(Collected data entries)
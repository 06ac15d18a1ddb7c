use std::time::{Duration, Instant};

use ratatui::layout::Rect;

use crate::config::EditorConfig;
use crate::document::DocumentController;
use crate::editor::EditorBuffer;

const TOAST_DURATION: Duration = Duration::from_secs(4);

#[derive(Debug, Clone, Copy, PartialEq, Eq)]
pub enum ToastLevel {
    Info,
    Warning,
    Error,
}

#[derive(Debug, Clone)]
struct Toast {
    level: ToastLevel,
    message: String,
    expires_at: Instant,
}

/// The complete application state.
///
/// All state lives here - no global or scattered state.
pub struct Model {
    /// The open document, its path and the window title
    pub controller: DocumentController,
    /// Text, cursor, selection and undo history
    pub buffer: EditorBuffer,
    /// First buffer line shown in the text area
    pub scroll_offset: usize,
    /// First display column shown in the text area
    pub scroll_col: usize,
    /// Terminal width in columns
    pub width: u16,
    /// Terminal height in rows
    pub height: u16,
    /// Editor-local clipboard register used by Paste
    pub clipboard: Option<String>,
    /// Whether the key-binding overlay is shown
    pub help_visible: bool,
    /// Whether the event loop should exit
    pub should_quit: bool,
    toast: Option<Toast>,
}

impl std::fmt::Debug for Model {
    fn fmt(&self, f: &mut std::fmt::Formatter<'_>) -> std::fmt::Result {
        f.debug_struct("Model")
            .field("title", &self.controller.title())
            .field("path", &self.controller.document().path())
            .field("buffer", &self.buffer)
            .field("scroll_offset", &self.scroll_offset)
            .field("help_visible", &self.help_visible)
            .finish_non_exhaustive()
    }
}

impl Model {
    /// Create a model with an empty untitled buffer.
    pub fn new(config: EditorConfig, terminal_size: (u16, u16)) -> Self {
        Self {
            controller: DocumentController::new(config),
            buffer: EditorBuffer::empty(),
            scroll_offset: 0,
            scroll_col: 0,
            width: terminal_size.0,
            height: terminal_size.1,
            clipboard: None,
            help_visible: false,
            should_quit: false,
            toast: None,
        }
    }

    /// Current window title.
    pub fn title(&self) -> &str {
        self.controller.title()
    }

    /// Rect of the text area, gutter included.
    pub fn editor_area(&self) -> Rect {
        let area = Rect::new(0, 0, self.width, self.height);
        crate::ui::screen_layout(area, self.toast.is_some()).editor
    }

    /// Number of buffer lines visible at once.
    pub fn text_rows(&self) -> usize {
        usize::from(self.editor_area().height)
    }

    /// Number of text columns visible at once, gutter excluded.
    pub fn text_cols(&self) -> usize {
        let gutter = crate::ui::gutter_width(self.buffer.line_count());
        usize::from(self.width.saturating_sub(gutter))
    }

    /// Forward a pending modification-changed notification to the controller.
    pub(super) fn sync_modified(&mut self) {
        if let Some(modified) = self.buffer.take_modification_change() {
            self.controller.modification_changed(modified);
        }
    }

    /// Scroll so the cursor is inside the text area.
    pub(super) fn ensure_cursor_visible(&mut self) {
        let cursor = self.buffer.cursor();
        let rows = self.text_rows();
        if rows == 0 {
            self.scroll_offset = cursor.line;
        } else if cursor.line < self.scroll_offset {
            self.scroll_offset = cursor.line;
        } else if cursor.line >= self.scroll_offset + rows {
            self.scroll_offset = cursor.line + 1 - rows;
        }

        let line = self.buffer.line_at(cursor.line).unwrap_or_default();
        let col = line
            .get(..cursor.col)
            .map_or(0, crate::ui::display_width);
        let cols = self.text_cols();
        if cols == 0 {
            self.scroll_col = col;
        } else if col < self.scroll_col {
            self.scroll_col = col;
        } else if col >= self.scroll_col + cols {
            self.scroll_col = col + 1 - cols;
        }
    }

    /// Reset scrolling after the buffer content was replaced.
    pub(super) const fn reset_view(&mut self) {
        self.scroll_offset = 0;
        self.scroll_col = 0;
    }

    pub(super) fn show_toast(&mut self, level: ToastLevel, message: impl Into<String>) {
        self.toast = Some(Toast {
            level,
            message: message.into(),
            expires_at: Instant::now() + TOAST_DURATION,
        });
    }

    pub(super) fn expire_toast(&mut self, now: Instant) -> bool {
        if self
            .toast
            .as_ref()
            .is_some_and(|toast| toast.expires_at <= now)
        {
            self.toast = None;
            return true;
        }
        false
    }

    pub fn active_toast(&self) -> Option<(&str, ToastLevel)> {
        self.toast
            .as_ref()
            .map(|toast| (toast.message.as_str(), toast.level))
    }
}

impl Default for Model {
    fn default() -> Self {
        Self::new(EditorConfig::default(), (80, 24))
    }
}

...

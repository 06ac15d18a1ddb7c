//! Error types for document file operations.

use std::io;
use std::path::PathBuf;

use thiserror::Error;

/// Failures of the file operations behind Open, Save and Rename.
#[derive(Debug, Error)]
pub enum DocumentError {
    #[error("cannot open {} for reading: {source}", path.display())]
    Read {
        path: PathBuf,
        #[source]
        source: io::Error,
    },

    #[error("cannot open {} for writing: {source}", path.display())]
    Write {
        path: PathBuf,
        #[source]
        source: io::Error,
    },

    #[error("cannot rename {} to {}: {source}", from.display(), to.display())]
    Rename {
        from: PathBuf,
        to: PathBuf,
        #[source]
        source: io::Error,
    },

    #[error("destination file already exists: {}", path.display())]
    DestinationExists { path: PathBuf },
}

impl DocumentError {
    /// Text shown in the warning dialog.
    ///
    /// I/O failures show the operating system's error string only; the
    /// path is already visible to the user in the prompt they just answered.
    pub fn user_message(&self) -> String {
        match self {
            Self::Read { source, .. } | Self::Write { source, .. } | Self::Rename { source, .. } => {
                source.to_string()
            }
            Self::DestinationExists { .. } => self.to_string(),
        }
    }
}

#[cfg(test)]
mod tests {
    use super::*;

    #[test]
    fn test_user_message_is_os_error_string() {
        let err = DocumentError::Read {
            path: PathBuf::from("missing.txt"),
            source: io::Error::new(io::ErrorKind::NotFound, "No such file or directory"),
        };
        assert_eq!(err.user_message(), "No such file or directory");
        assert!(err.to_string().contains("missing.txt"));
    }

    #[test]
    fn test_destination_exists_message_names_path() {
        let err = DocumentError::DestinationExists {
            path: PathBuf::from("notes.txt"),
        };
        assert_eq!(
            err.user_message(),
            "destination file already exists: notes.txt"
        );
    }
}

WHAT IS REQUIRED: Using the records above, report each line that contains the word "field" by copying it.

WORKED SOLUTION:
            .field("title", &self.controller.title())
            .field("path", &self.controller.document().path())
            .field("buffer", &self.buffer)
            .field("scroll_offset", &self.scroll_offset)
            .field("help_visible", &self.help_visible)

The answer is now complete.